Exercise. In the following material, identify every line holding the string "PathBuf" and return it.

----

mod commands;
mod error;
mod progress;

use anyhow::{Context as _, Result};
use clap::{Parser, Subcommand};
use std::path::PathBuf;
use std::process::ExitCode;
use tracing::debug;

use crate::commands::{check, completions, extract, Context};
use crate::error::{exit_code_for, report_error};
use mobscan_config as config;

#[derive(Debug, Parser)]
#[command(name = "mobscan", version, about = "mobscan CLI")]
struct Cli {
    #[arg(long, global = true)]
    config: Option<PathBuf>,
    #[arg(long, global = true)]
    json: bool,
    #[arg(long, short, global = true)]
    verbose: bool,
    #[command(subcommand)]
    command: Command,
}

#[derive(Debug, Subcommand)]
enum Command {
    /// Extract and validate mobile numbers from a company collection
    Extract(extract::ExtractArgs),
    /// Check whether phone numbers are valid mobile numbers
    Check(check::CheckArgs),
    /// Generate shell completions
    Completions(completions::CompletionsArgs),
}

fn main() -> ExitCode {
    let cli = Cli::parse();
    let verbose = cli.verbose;
    init_logging(verbose);
    match run(cli) {
        Ok(()) => ExitCode::SUCCESS,
        Err(err) => {
            report_error(&err, verbose);
            exit_code_for(&err)
        }
    }
}

fn run(cli: Cli) -> Result<()> {
    let Cli {
        config: config_path,
        json,
        verbose,
        command,
    } = cli;

    match command {
        Command::Completions(args) => completions::emit(args),
        command => {
            let app_config = config::load(config_path.clone()).with_context(|| "load config")?;
            if verbose {
                match config::resolve_config_path(config_path) {
                    Ok(path) => {
                        if path.exists() {
                            debug!(path = %path.display(), "config resolved");
                        } else {
                            debug!(path = %path.display(), "config missing, using defaults");
                        }
                    }
                    Err(err) => {
                        debug!(error = %err, "config unavailable");
                    }
                }
            }

            let ctx = Context {
                json,
                config: &app_config,
            };

            match command {
                Command::Extract(args) => extract::extract(&ctx, args),
                Command::Check(args) => check::check(&ctx, args),
                Command::Completions(_) => {
                    unreachable!("completions command handled before config load")
                }
            }
        }
    }
}

fn init_logging(verbose: bool) {
    use tracing_subscriber::{fmt, EnvFilter};
    let default_level = if verbose { "debug" } else { "warn" };
    let filter =
        EnvFilter::try_from_default_env().unwrap_or_else(|_| EnvFilter::new(default_level));
    let _ = fmt()
        .with_env_filter(filter)
        .with_writer(std::io::stderr)
        .with_target(false)
        .without_time()
        .try_init();
}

----

Result of this task.
use std::path::PathBuf;
    config: Option<PathBuf>,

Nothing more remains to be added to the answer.